Collected data entries:
_____

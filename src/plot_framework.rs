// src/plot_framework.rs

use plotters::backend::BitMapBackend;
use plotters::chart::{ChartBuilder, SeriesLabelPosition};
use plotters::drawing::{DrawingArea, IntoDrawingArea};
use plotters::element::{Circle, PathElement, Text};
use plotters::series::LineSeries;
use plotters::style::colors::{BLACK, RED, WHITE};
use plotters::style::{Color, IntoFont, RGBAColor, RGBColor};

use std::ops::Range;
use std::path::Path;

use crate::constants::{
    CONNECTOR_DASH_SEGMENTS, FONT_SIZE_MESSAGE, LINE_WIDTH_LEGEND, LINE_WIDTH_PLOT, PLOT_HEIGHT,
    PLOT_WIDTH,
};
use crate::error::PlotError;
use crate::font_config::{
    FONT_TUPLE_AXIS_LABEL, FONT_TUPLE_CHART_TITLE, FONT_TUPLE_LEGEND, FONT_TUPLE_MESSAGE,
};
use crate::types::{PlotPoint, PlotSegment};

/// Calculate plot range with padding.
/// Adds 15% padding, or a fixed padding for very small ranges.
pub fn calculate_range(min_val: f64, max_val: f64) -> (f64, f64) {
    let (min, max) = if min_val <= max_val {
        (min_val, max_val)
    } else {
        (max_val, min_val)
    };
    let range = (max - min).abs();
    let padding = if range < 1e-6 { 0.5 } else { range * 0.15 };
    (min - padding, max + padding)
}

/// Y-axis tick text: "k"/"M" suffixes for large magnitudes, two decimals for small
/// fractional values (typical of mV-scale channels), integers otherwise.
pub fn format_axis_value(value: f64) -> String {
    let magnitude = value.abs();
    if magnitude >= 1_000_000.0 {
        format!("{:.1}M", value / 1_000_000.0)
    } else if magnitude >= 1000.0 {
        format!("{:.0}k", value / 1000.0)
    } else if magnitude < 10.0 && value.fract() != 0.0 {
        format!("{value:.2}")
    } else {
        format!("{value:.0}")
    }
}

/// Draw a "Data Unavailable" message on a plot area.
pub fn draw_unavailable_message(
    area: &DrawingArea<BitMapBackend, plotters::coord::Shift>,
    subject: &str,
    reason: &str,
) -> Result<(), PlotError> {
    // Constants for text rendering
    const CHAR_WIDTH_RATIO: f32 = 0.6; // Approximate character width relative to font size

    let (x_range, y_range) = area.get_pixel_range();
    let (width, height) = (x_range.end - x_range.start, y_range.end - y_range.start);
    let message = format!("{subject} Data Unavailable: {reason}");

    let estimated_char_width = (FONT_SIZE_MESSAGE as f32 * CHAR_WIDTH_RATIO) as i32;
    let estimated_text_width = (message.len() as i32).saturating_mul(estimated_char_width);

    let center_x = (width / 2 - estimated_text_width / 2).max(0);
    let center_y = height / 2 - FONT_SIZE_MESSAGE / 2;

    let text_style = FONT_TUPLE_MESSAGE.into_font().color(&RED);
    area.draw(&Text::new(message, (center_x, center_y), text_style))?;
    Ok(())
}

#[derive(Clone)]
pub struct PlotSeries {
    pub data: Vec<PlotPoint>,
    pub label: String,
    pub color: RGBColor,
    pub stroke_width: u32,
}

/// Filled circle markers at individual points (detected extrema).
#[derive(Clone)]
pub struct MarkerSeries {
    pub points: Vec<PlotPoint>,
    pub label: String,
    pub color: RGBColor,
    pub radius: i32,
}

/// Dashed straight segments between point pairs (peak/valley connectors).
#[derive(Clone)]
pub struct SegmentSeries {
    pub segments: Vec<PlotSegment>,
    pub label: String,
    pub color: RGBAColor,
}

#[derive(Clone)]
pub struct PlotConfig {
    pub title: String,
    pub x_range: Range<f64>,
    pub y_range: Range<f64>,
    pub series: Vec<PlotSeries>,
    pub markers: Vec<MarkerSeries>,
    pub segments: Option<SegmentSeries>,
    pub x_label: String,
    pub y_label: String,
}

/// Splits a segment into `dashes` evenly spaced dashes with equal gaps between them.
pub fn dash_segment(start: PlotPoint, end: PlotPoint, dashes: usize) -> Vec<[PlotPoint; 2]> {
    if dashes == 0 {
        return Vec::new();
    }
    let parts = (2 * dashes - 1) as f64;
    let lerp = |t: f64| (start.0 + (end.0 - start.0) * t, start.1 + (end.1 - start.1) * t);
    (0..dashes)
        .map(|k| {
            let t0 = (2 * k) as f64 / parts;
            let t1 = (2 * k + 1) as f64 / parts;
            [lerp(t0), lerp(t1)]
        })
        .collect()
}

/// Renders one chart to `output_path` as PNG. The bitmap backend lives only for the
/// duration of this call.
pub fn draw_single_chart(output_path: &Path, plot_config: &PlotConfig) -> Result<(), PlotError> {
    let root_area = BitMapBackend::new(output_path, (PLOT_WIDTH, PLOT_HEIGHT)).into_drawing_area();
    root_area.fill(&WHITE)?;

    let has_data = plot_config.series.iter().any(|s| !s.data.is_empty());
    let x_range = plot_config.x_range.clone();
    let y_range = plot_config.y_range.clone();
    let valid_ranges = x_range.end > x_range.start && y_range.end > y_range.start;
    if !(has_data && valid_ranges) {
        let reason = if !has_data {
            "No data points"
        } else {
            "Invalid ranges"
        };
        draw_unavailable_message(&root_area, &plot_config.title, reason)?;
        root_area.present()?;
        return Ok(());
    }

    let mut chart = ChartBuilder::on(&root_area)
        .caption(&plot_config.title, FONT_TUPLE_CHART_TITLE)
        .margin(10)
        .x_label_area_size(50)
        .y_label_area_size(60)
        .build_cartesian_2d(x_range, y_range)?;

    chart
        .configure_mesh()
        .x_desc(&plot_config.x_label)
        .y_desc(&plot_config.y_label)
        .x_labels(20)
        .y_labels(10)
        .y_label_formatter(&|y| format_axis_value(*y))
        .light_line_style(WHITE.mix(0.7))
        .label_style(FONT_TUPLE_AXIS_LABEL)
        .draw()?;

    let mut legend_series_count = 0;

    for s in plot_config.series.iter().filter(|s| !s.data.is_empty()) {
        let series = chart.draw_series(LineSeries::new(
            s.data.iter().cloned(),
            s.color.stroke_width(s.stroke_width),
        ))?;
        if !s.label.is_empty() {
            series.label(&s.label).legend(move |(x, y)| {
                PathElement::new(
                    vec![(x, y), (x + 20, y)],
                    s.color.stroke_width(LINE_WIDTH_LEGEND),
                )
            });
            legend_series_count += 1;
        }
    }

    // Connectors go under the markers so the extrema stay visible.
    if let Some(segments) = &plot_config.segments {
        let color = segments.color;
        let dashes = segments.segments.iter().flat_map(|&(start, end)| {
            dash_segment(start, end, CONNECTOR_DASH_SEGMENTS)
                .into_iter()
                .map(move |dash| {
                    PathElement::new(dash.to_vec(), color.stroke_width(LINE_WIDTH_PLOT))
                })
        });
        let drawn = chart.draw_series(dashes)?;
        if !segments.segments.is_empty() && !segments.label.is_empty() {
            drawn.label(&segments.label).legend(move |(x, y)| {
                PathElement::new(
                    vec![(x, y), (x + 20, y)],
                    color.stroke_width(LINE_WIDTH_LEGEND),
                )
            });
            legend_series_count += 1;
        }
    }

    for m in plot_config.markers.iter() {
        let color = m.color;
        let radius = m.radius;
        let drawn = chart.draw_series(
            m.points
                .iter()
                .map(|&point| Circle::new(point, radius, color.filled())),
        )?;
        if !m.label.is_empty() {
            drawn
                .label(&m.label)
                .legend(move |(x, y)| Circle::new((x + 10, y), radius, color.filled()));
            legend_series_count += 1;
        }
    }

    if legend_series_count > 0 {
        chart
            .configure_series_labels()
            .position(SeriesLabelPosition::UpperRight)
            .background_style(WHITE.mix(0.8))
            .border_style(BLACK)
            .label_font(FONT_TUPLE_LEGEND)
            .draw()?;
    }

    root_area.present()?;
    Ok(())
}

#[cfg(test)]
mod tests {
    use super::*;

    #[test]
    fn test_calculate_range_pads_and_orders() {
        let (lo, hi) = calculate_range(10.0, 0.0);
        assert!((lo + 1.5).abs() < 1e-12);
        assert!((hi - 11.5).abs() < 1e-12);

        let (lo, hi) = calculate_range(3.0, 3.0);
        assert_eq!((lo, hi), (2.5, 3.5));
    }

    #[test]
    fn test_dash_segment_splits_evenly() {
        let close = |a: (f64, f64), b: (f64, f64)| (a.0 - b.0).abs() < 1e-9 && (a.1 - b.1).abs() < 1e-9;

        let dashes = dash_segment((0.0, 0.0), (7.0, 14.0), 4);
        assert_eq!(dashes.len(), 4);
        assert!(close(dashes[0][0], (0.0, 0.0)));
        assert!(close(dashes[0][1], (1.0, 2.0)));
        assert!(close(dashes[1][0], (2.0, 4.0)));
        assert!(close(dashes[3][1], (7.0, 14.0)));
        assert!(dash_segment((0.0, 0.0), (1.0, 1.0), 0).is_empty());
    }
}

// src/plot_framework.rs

_____

▶ [Work order]
Please copy only the lines between the first line of the entries and the line with "(min_val, max_val)", keeping those two end lines as well, exactly as written.

▶ [Solution to the exercise]
filename src/plot_framework.rs
// src/plot_framework.rs

use plotters::backend::BitMapBackend;
use plotters::chart::{ChartBuilder, SeriesLabelPosition};
use plotters::drawing::{DrawingArea, IntoDrawingArea};
use plotters::element::{Circle, PathElement, Text};
use plotters::series::LineSeries;
use plotters::style::colors::{BLACK, RED, WHITE};
use plotters::style::{Color, IntoFont, RGBAColor, RGBColor};

use std::ops::Range;
use std::path::Path;

use crate::constants::{
    CONNECTOR_DASH_SEGMENTS, FONT_SIZE_MESSAGE, LINE_WIDTH_LEGEND, LINE_WIDTH_PLOT, PLOT_HEIGHT,
    PLOT_WIDTH,
};
use crate::error::PlotError;
use crate::font_config::{
    FONT_TUPLE_AXIS_LABEL, FONT_TUPLE_CHART_TITLE, FONT_TUPLE_LEGEND, FONT_TUPLE_MESSAGE,
};
use crate::types::{PlotPoint, PlotSegment};

/// Calculate plot range with padding.
/// Adds 15% padding, or a fixed padding for very small ranges.
pub fn calculate_range(min_val: f64, max_val: f64) -> (f64, f64) {
    let (min, max) = if min_val <= max_val {
        (min_val, max_val)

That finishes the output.